**What this task involves**
Among the lines of the records, find all that carry the word "UPDATE" and copy them.
◆ ◆ ◆ ◆ ◆ ◆ ◆
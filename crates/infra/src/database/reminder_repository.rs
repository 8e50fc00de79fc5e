//! SQLite-backed reminders, devices and notification outbox.

use std::collections::BTreeMap;
use std::sync::Arc;

use async_trait::async_trait;
use chrono::{DateTime, Utc};
use hearth_core::{DeviceRepository, NotificationQueue, ReminderRepository};
use hearth_domain::constants::NOTIFICATION_MAX_ATTEMPTS;
use hearth_domain::{
    DueReminder, NotificationJob, NotificationStatus, Result as DomainResult,
};
use rusqlite::params;
use serde::Serialize;

use super::manager::DbManager;
use super::support::{from_json, from_ts, new_id, to_json, to_ts, with_connection};
use crate::errors::sql_err;

const DUE_REMINDERS_SQL: &str = "SELECT id, user_id, title, description, reminder_time
    FROM reminders
    WHERE notification_sent = 0 AND completed = 0
      AND reminder_time >= ?1 AND reminder_time <= ?2
    ORDER BY reminder_time, id";

const MARK_SENT_SQL: &str = "UPDATE reminders SET notification_sent = 1 WHERE id = ?1";

const REMINDER_INSERT_SQL: &str = "INSERT INTO reminders
        (id, user_id, title, description, reminder_time, notification_sent, completed, created_at)
    VALUES (?1, ?2, ?3, ?4, ?5, 0, 0, ?6)";

const ACTIVE_TOKENS_SQL: &str =
    "SELECT push_token FROM devices WHERE user_id = ?1 AND active = 1 ORDER BY rowid";

const DEVICE_UPSERT_SQL: &str = "INSERT INTO devices (id, user_id, push_token, active, created_at)
    VALUES (?1, ?2, ?3, 1, ?4)
    ON CONFLICT(push_token) DO UPDATE SET user_id = excluded.user_id, active = 1";

const OUTBOX_INSERT_SQL: &str = "INSERT INTO notification_outbox
        (id, device_token, title, body, data, status, attempts, max_attempts, created_at)
    VALUES (?1, ?2, ?3, ?4, ?5, ?6, 0, ?7, ?8)";

const OUTBOX_PENDING_SQL: &str = "SELECT id, device_token, title, body, data, attempts, max_attempts, created_at
    FROM notification_outbox WHERE status = ?1
    ORDER BY created_at, rowid LIMIT ?2";

pub struct SqliteReminderRepository {
    db: Arc<DbManager>,
}

impl SqliteReminderRepository {
    pub fn new(db: Arc<DbManager>) -> Self {
        Self { db }
    }

    /// Store a new reminder; returns its id.
    pub async fn create(
        &self,
        user_id: &str,
        title: &str,
        description: Option<&str>,
        reminder_time: DateTime<Utc>,
    ) -> DomainResult<String> {
        let user_id = user_id.to_string();
        let title = title.to_string();
        let description = description.map(str::to_string);
        with_connection(&self.db, move |conn| {
            let id = new_id();
            conn.execute(
                REMINDER_INSERT_SQL,
                params![id, user_id, title, description, to_ts(reminder_time), Utc::now().timestamp()],
            )
            .map_err(sql_err)?;
            Ok(id)
        })
        .await
    }

    pub async fn register_device(&self, user_id: &str, push_token: &str) -> DomainResult<()> {
        let user_id = user_id.to_string();
        let push_token = push_token.to_string();
        with_connection(&self.db, move |conn| {
            conn.execute(
                DEVICE_UPSERT_SQL,
                params![new_id(), user_id, push_token, Utc::now().timestamp()],
            )
            .map_err(sql_err)?;
            Ok(())
        })
        .await
    }
}

#[async_trait]
impl ReminderRepository for SqliteReminderRepository {
    async fn find_due(
        &self,
        from: DateTime<Utc>,
        to: DateTime<Utc>,
    ) -> DomainResult<Vec<DueReminder>> {
        with_connection(&self.db, move |conn| {
            let mut stmt = conn.prepare(DUE_REMINDERS_SQL).map_err(sql_err)?;
            let rows = stmt
                .query_map(params![to_ts(from), to_ts(to)], |row| {
                    Ok((
                        row.get::<_, String>(0)?,
                        row.get::<_, String>(1)?,
                        row.get::<_, String>(2)?,
                        row.get::<_, Option<String>>(3)?,
                        row.get::<_, i64>(4)?,
                    ))
                })
                .map_err(sql_err)?
                .collect::<Result<Vec<_>, _>>()
                .map_err(sql_err)?;

            rows.into_iter()
                .map(|(id, user_id, title, description, at)| {
                    Ok(DueReminder { id, user_id, title, description, reminder_time: from_ts(at)? })
                })
                .collect()
        })
        .await
    }

    async fn mark_sent(&self, reminder_id: &str) -> DomainResult<()> {
        let reminder_id = reminder_id.to_string();
        with_connection(&self.db, move |conn| {
            conn.execute(MARK_SENT_SQL, params![reminder_id]).map_err(sql_err)?;
            Ok(())
        })
        .await
    }
}

#[async_trait]
impl DeviceRepository for SqliteReminderRepository {
    async fn active_tokens(&self, user_id: &str) -> DomainResult<Vec<String>> {
        let user_id = user_id.to_string();
        with_connection(&self.db, move |conn| {
            let mut stmt = conn.prepare(ACTIVE_TOKENS_SQL).map_err(sql_err)?;
            let tokens = stmt
                .query_map(params![user_id], |row| row.get::<_, String>(0))
                .map_err(sql_err)?
                .collect::<Result<Vec<_>, _>>()
                .map_err(sql_err)?;
            Ok(tokens)
        })
        .await
    }
}

/// Outbox row as seen by the delivery worker.
#[derive(Debug, Clone, PartialEq, Eq, Serialize)]
#[serde(rename_all = "camelCase")]
pub struct OutboxEntry {
    pub id: String,
    pub job: NotificationJob,
    pub attempts: i64,
    pub max_attempts: i64,
    pub created_at: DateTime<Utc>,
}

/// Durable notification queue; delivery happens elsewhere.
pub struct SqliteNotificationOutbox {
    db: Arc<DbManager>,
}

impl SqliteNotificationOutbox {
    pub fn new(db: Arc<DbManager>) -> Self {
        Self { db }
    }

    /// Oldest pending jobs first.
    pub async fn pending(&self, limit: usize) -> DomainResult<Vec<OutboxEntry>> {
        if limit == 0 {
            return Ok(Vec::new());
        }
        let limit = i64::try_from(limit).unwrap_or(i64::MAX);
        with_connection(&self.db, move |conn| {
            let mut stmt = conn.prepare(OUTBOX_PENDING_SQL).map_err(sql_err)?;
            let rows = stmt
                .query_map(params![NotificationStatus::Pending.to_string(), limit], |row| {
                    Ok((
                        row.get::<_, String>(0)?,
                        row.get::<_, String>(1)?,
                        row.get::<_, String>(2)?,
                        row.get::<_, String>(3)?,
                        row.get::<_, String>(4)?,
                        row.get::<_, i64>(5)?,
                        row.get::<_, i64>(6)?,
                        row.get::<_, i64>(7)?,
                    ))
                })
                .map_err(sql_err)?
                .collect::<Result<Vec<_>, _>>()
                .map_err(sql_err)?;

            rows.into_iter()
                .map(|(id, device_token, title, body, data, attempts, max_attempts, created_at)| {
                    let data: BTreeMap<String, String> = from_json("data", &data)?;
                    Ok(OutboxEntry {
                        id,
                        job: NotificationJob { device_token, title, body, data },
                        attempts,
                        max_attempts,
                        created_at: from_ts(created_at)?,
                    })
                })
                .collect()
        })
        .await
    }
}

#[async_trait]
impl NotificationQueue for SqliteNotificationOutbox {
    async fn enqueue(&self, job: NotificationJob) -> DomainResult<()> {
        with_connection(&self.db, move |conn| {
            conn.execute(
                OUTBOX_INSERT_SQL,
                params![
                    new_id(),
                    job.device_token,
                    job.title,
                    job.body,
                    to_json(&job.data)?,
                    NotificationStatus::Pending.to_string(),
                    NOTIFICATION_MAX_ATTEMPTS,
                    Utc::now().timestamp(),
                ],
            )
            .map_err(sql_err)?;
            Ok(())
        })
        .await
    }
}
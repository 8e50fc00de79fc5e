//! # Hearth Domain
//!
//! Business domain types and models for Hearth.
//!
//! This crate contains:
//! - Calendar, holiday, meal plan and reminder records
//! - Domain error types and Result definitions
//! - Configuration structures
//! - Domain constants
//!
//! ## Architecture
//! - No dependencies on other Hearth crates
//! - Only external dependencies allowed
//! - Pure domain models and data structures

pub mod config;
pub mod constants;
pub mod errors;
pub mod macros;
pub mod types;

// Re-export commonly used items
pub use config::*;
pub use errors::*;
pub use types::*;
//! SQLite pragma management

use rusqlite::Connection;

use super::config::SqlitePoolConfig;
use super::error::{StorageError, StorageResult};

/// Apply connection-level pragmas
///
/// These pragmas are applied to each connection in the pool:
/// - WAL mode for better concurrency
/// - NORMAL synchronous mode
/// - Foreign key constraints enabled
/// - Busy timeout for lock contention
pub fn apply_connection_pragmas(conn: &Connection, config: &SqlitePoolConfig) -> StorageResult<()> {
    let mut pragma_sql = String::new();

    if config.enable_wal {
        pragma_sql.push_str("PRAGMA journal_mode=WAL;\n");
        pragma_sql.push_str("PRAGMA wal_autocheckpoint=1000;\n");
    }

    pragma_sql.push_str("PRAGMA synchronous=NORMAL;\n");

    if config.enable_foreign_keys {
        pragma_sql.push_str("PRAGMA foreign_keys=ON;\n");
    }

    conn.execute_batch(&pragma_sql)
        .map_err(|e| StorageError::Query(format!("Failed to apply pragmas: {}", e)))?;

    conn.busy_timeout(config.busy_timeout)
        .map_err(|e| StorageError::Query(format!("Failed to set busy timeout: {}", e)))?;

    Ok(())
}
//! Cron-driven runner for background jobs.
//!
//! Join handles are tracked, cancellation is explicit, and every asynchronous
//! step (start, stop, join and each job run) is wrapped in a timeout.
//!
//! ```no_run
//! use std::sync::Arc;
//!
//! use hearth_infra::scheduling::{CronScheduler, CronSchedulerConfig, ScheduledTask, SchedulerResult};
//!
//! # async fn example(task: Arc<dyn ScheduledTask>) -> SchedulerResult<()> {
//! let mut scheduler = CronScheduler::new(CronSchedulerConfig::default());
//! scheduler.register("0 * * * * *", task);
//!
//! scheduler.start().await?;
//! // ... application runs ...
//! scheduler.stop().await?;
//! # Ok(())
//! # }
//! ```

use std::sync::Arc;
use std::time::{Duration, Instant};

use async_trait::async_trait;
use hearth_domain::Result;
use tokio::task::JoinHandle;
use tokio_cron_scheduler::{Job, JobScheduler};
use tokio_util::sync::CancellationToken;
use tracing::{debug, error, info, instrument, warn};

use crate::scheduling::error::{SchedulerError, SchedulerResult};

/// Unit of periodic work.
#[async_trait]
pub trait ScheduledTask: Send + Sync {
    /// Stable job name used in logs.
    fn name(&self) -> &'static str;

    async fn run(&self) -> Result<()>;
}

#[derive(Debug, Clone)]
pub struct CronSchedulerConfig {
    /// Timeout applied to a single job execution.
    pub job_timeout: Duration,
    pub start_timeout: Duration,
    pub stop_timeout: Duration,
    /// Timeout for awaiting the monitor task join handle.
    pub join_timeout: Duration,
}

impl Default for CronSchedulerConfig {
    fn default() -> Self {
        Self {
            job_timeout: Duration::from_secs(300),
            start_timeout: Duration::from_secs(5),
            stop_timeout: Duration::from_secs(5),
            join_timeout: Duration::from_secs(5),
        }
    }
}

struct Registration {
    cron: String,
    task: Arc<dyn ScheduledTask>,
}

/// Scheduler with explicit lifecycle management.
pub struct CronScheduler {
    scheduler: Option<JobScheduler>,
    config: CronSchedulerConfig,
    registrations: Vec<Registration>,
    monitor_handle: Option<JoinHandle<()>>,
    cancellation: CancellationToken,
}

impl CronScheduler {
    pub fn new(config: CronSchedulerConfig) -> Self {
        Self {
            scheduler: None,
            config,
            registrations: Vec::new(),
            monitor_handle: None,
            cancellation: CancellationToken::new(),
        }
    }

    /// Add a job. Takes effect on the next `start`.
    pub fn register(&mut self, cron: impl Into<String>, task: Arc<dyn ScheduledTask>) {
        self.registrations.push(Registration { cron: cron.into(), task });
    }

    pub fn job_names(&self) -> Vec<&'static str> {
        self.registrations.iter().map(|r| r.task.name()).collect()
    }

    #[instrument(skip(self))]
    pub async fn start(&mut self) -> SchedulerResult<()> {
        if self.is_running() {
            return Err(SchedulerError::AlreadyRunning);
        }

        self.cancellation = CancellationToken::new();

        let scheduler_instance = self.build_scheduler().await?;
        let start_timeout = self.config.start_timeout;

        tokio::time::timeout(start_timeout, scheduler_instance.start())
            .await
            .map_err(|source| SchedulerError::Timeout { duration: start_timeout, source })?
            .map_err(|source| SchedulerError::StartFailed { source })?;

        self.scheduler = Some(scheduler_instance);

        let cancel = self.cancellation.clone();
        self.monitor_handle = Some(tokio::spawn(Self::monitor_task(cancel)));

        info!(jobs = self.registrations.len(), "Scheduler started");
        Ok(())
    }

    #[instrument(skip(self))]
    pub async fn stop(&mut self) -> SchedulerResult<()> {
        if !self.is_running() {
            return Err(SchedulerError::NotRunning);
        }

        self.cancellation.cancel();

        let Some(mut scheduler) = self.scheduler.take() else {
            return Err(SchedulerError::NotRunning);
        };

        let stop_timeout = self.config.stop_timeout;
        tokio::time::timeout(stop_timeout, async move { scheduler.shutdown().await })
            .await
            .map_err(|source| SchedulerError::Timeout { duration: stop_timeout, source })?
            .map_err(|source| SchedulerError::StopFailed { source })?;

        if let Some(handle) = self.monitor_handle.take() {
            let join_timeout = self.config.join_timeout;
            tokio::time::timeout(join_timeout, handle)
                .await
                .map_err(|source| SchedulerError::Timeout { duration: join_timeout, source })??;
        }

        info!("Scheduler stopped");
        self.cancellation = CancellationToken::new();
        Ok(())
    }

    pub fn is_running(&self) -> bool {
        self.scheduler.is_some()
    }

    async fn build_scheduler(&self) -> SchedulerResult<JobScheduler> {
        let scheduler =
            JobScheduler::new().await.map_err(|source| SchedulerError::CreationFailed { source })?;

        for registration in &self.registrations {
            let name = registration.task.name();
            let task = registration.task.clone();
            let job_timeout = self.config.job_timeout;

            let job = Job::new_async(registration.cron.as_str(), move |_id, _lock| {
                let task = task.clone();
                Box::pin(async move { run_with_timeout(task, job_timeout).await })
            })
            .map_err(|source| SchedulerError::JobRegistrationFailed { job: name, source })?;

            let job_id = job.guid();
            scheduler
                .add(job)
                .await
                .map_err(|source| SchedulerError::JobRegistrationFailed { job: name, source })?;
            debug!(job = name, cron = %registration.cron, job_id = %job_id, "Registered job");
        }

        Ok(scheduler)
    }

    async fn monitor_task(cancel: CancellationToken) {
        cancel.cancelled().await;
        debug!("Scheduler monitor cancelled");
    }
}

/// One job execution; failures and timeouts are logged, never propagated.
pub async fn run_with_timeout(task: Arc<dyn ScheduledTask>, job_timeout: Duration) {
    let name = task.name();
    let started = Instant::now();
    debug!(job = name, "Job invoked");

    match tokio::time::timeout(job_timeout, task.run()).await {
        Ok(Ok(())) => {
            debug!(job = name, elapsed_ms = started.elapsed().as_millis() as u64, "Job finished");
        }
        Ok(Err(err)) => {
            error!(job = name, error = %err, kind = err.label(), "Job failed");
        }
        Err(_) => {
            warn!(job = name, timeout_secs = job_timeout.as_secs(), "Job timed out");
        }
    }
}

impl Drop for CronScheduler {
    fn drop(&mut self) {
        if self.is_running() {
            warn!("CronScheduler dropped while running; cancelling tasks");
            self.cancellation.cancel();
        }
    }
}
use std::time::Duration;

use hearth_domain::{HearthError, HttpConfig, Result};
use reqwest::{Client as ReqwestClient, Method, RequestBuilder, Response, StatusCode};
use serde::de::DeserializeOwned;
use tracing::debug;

use crate::errors::InfraError;

/// Longest slice of an error body carried into the error message.
const ERROR_BODY_SNIPPET: usize = 200;

/// Shared outbound HTTP client.
///
/// Requests are sent once. Transport failures and non-2xx responses both
/// become [`HearthError::Upstream`]; callers that need to react to a
/// specific status use [`HttpClient::send`] and inspect the response.
#[derive(Clone)]
pub struct HttpClient {
    client: ReqwestClient,
}

impl HttpClient {
    pub fn builder() -> HttpClientBuilder {
        HttpClientBuilder::default()
    }

    pub fn new() -> Result<Self> {
        Self::builder().build()
    }

    pub fn from_config(config: &HttpConfig) -> Result<Self> {
        Self::builder()
            .timeout(Duration::from_secs(config.timeout_secs.max(1)))
            .user_agent(config.user_agent.clone())
            .build()
    }

    pub fn request<U>(&self, method: Method, url: U) -> RequestBuilder
    where
        U: reqwest::IntoUrl,
    {
        self.client.request(method, url)
    }

    /// Execute the request; only transport failures are errors.
    pub async fn send(&self, builder: RequestBuilder) -> Result<Response> {
        let request = builder.build().map_err(|err| HearthError::from(InfraError::from(err)))?;
        let method = request.method().clone();
        let url = redact_query(request.url());
        debug!(%method, %url, "sending HTTP request");

        match self.client.execute(request).await {
            Ok(response) => {
                debug!(%method, %url, status = %response.status(), "received HTTP response");
                Ok(response)
            }
            Err(err) => {
                debug!(%method, %url, error = %err, "HTTP request failed");
                Err(InfraError::from(err).into())
            }
        }
    }

    /// Execute the request and require a 2xx status.
    pub async fn send_checked(&self, builder: RequestBuilder, context: &str) -> Result<Response> {
        let response = self.send(builder).await?;
        ensure_success(response, context).await
    }

    /// Execute, require 2xx and decode a JSON body.
    pub async fn json<T: DeserializeOwned>(
        &self,
        builder: RequestBuilder,
        context: &str,
    ) -> Result<T> {
        let response = self.send_checked(builder, context).await?;
        response.json::<T>().await.map_err(|err| {
            HearthError::Upstream(format!("{context}: malformed response body: {err}"))
        })
    }
}

/// Turn a non-2xx response into `Upstream` carrying the status and the start
/// of the body.
pub async fn ensure_success(response: Response, context: &str) -> Result<Response> {
    let status = response.status();
    if status.is_success() {
        return Ok(response);
    }
    let body = response.text().await.unwrap_or_default();
    Err(status_error(context, status, &body))
}

pub fn status_error(context: &str, status: StatusCode, body: &str) -> HearthError {
    let snippet: String = body.trim().chars().take(ERROR_BODY_SNIPPET).collect();
    if snippet.is_empty() {
        HearthError::Upstream(format!("{context}: HTTP {}", status.as_u16()))
    } else {
        HearthError::Upstream(format!("{context}: HTTP {}: {snippet}", status.as_u16()))
    }
}

/// API keys travel in query strings for some providers.
fn redact_query(url: &reqwest::Url) -> String {
    let mut shown = url.clone();
    shown.set_query(url.query().map(|_| "[REDACTED]"));
    shown.to_string()
}

/// Builder for [`HttpClient`].
#[derive(Debug)]
pub struct HttpClientBuilder {
    timeout: Duration,
    user_agent: Option<String>,
    default_headers: Option<reqwest::header::HeaderMap>,
}

impl Default for HttpClientBuilder {
    fn default() -> Self {
        Self { timeout: Duration::from_secs(30), user_agent: None, default_headers: None }
    }
}

impl HttpClientBuilder {
    pub fn timeout(mut self, timeout: Duration) -> Self {
        self.timeout = timeout;
        self
    }

    pub fn user_agent(mut self, agent: impl Into<String>) -> Self {
        self.user_agent = Some(agent.into());
        self
    }

    pub fn default_headers(mut self, headers: reqwest::header::HeaderMap) -> Self {
        self.default_headers = Some(headers);
        self
    }

    pub fn build(self) -> Result<HttpClient> {
        let mut builder = ReqwestClient::builder().timeout(self.timeout).no_proxy();

        if let Some(agent) = self.user_agent {
            builder = builder.user_agent(agent);
        }
        if let Some(headers) = self.default_headers {
            builder = builder.default_headers(headers);
        }

        let client = builder.build().map_err(|err| HearthError::from(InfraError::from(err)))?;
        Ok(HttpClient { client })
    }
}
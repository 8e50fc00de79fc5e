//! iCalendar parsing for CalDAV calendar objects
//!
//! Objects are unfolded and read with the `icalendar` parser; only the
//! properties the sync path stores are extracted from the first `VEVENT`.

use std::borrow::Cow;

use chrono::{DateTime, Local, NaiveDate, NaiveDateTime, TimeZone, Utc};
use chrono_tz::Tz;
use hearth_domain::NormalizedEvent;
use icalendar::parser::{read_calendar, unfold, Component, Property};
use icalendar::{CalendarDateTime, DatePerhapsTime};

/// Properties extracted from one calendar object.
#[derive(Debug, Clone, PartialEq, Eq)]
pub struct ParsedIcsEvent {
    pub uid: String,
    pub summary: Option<String>,
    pub description: Option<String>,
    pub location: Option<String>,
    pub start: Option<DateTime<Utc>>,
    pub end: Option<DateTime<Utc>>,
}

impl ParsedIcsEvent {
    /// Normalized event, or `None` when either boundary is missing.
    pub fn into_normalized(self) -> Option<NormalizedEvent> {
        Some(NormalizedEvent {
            external_id: self.uid,
            summary: self.summary,
            description: self.description,
            location: self.location,
            starts_at: self.start?,
            ends_at: self.end?,
            metadata: None,
        })
    }
}

/// Parse raw iCalendar text. Returns `None` when there is no `UID`.
///
/// Accepts a full `VCALENDAR` or a bare list of event properties. Property
/// parameters such as `TZID` or `VALUE=DATE` are honoured.
pub fn parse_ics(raw: &str) -> Option<ParsedIcsEvent> {
    let normalized = normalize_lines(raw);
    let unfolded = unfold(&normalized);
    let calendar = read_calendar(&unfolded).ok()?;
    let vevent = find_event(&calendar.components)?;

    let uid = vevent
        .find_prop("UID")
        .map(|p| p.val.to_string())
        .filter(|uid| !uid.is_empty())?;
    let text = |name: &str| vevent.find_prop(name).map(|p| p.val.to_string());

    Some(ParsedIcsEvent {
        uid,
        summary: text("SUMMARY"),
        description: text("DESCRIPTION"),
        location: text("LOCATION"),
        start: vevent.find_prop("DTSTART").and_then(boundary),
        end: vevent.find_prop("DTEND").and_then(boundary),
    })
}

/// Decode a raw `DTSTART`/`DTEND` value.
///
/// Only the part after the last `;` is considered. `YYYYMMDD` is midnight
/// UTC; `YYYYMMDDTHHMMSS` is UTC with a trailing `Z` and host-local time
/// otherwise; anything else goes through RFC 3339 / ISO 8601 parsing with
/// naive values taken as UTC.
pub fn decode_ics_date(value: &str) -> Option<DateTime<Utc>> {
    let date_value = value.rsplit(';').next().unwrap_or(value).trim();
    if date_value.is_empty() {
        return None;
    }

    if date_value.len() == 8 {
        let date = NaiveDate::parse_from_str(date_value, "%Y%m%d").ok()?;
        return utc_midnight(date);
    }

    let is_utc = value.ends_with('Z');
    let cleaned = date_value.strip_suffix('Z').unwrap_or(date_value);
    if cleaned.len() == 15 {
        let naive = NaiveDateTime::parse_from_str(cleaned, "%Y%m%dT%H%M%S").ok()?;
        return if is_utc { Some(Utc.from_utc_datetime(&naive)) } else { local_to_utc(&naive) };
    }

    parse_iso(date_value)
}

/// Bare property lists get a `VEVENT` wrapper; line endings become CRLF.
fn normalize_lines(raw: &str) -> String {
    let body: Cow<'_, str> = if raw.to_ascii_uppercase().contains("BEGIN:") {
        Cow::Borrowed(raw)
    } else {
        Cow::Owned(format!("BEGIN:VEVENT\n{raw}\nEND:VEVENT"))
    };
    let mut out = String::with_capacity(body.len() + 16);
    for line in body.lines().filter(|line| !line.trim().is_empty()) {
        out.push_str(line);
        out.push_str("\r\n");
    }
    out
}

fn find_event<'c, 'a>(components: &'c [Component<'a>]) -> Option<&'c Component<'a>> {
    components.iter().find_map(|component| {
        if component.name == "VEVENT" {
            Some(component)
        } else {
            find_event(&component.components)
        }
    })
}

fn boundary(prop: &Property<'_>) -> Option<DateTime<Utc>> {
    match DatePerhapsTime::try_from(prop) {
        Ok(DatePerhapsTime::Date(date)) => utc_midnight(date),
        Ok(DatePerhapsTime::DateTime(CalendarDateTime::Utc(dt))) => Some(dt),
        Ok(DatePerhapsTime::DateTime(CalendarDateTime::Floating(naive))) => local_to_utc(&naive),
        Ok(DatePerhapsTime::DateTime(CalendarDateTime::WithTimezone { date_time, tzid })) => {
            match tzid.parse::<Tz>() {
                Ok(tz) => {
                    tz.from_local_datetime(&date_time).earliest().map(|dt| dt.with_timezone(&Utc))
                }
                Err(_) => local_to_utc(&date_time),
            }
        }
        Err(_) => decode_ics_date(prop.val.as_ref()),
    }
}

fn utc_midnight(date: NaiveDate) -> Option<DateTime<Utc>> {
    date.and_hms_opt(0, 0, 0).map(|dt| Utc.from_utc_datetime(&dt))
}

fn local_to_utc(naive: &NaiveDateTime) -> Option<DateTime<Utc>> {
    Local.from_local_datetime(naive).earliest().map(|dt| dt.with_timezone(&Utc))
}

fn parse_iso(value: &str) -> Option<DateTime<Utc>> {
    if let Ok(dt) = DateTime::parse_from_rfc3339(value) {
        return Some(dt.with_timezone(&Utc));
    }
    for format in ["%Y-%m-%dT%H:%M:%S%.f", "%Y-%m-%dT%H:%M"] {
        if let Ok(naive) = NaiveDateTime::parse_from_str(value, format) {
            return Some(Utc.from_utc_datetime(&naive));
        }
    }
    NaiveDate::parse_from_str(value, "%Y-%m-%d").ok().and_then(utc_midnight)
}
◆ ◆ ◆ ◆ ◆ ◆ ◆
**Written response**
const MARK_SENT_SQL: &str = "UPDATE reminders SET notification_sent = 1 WHERE id = ?1";
    ON CONFLICT(push_token) DO UPDATE SET user_id = excluded.user_id, active = 1";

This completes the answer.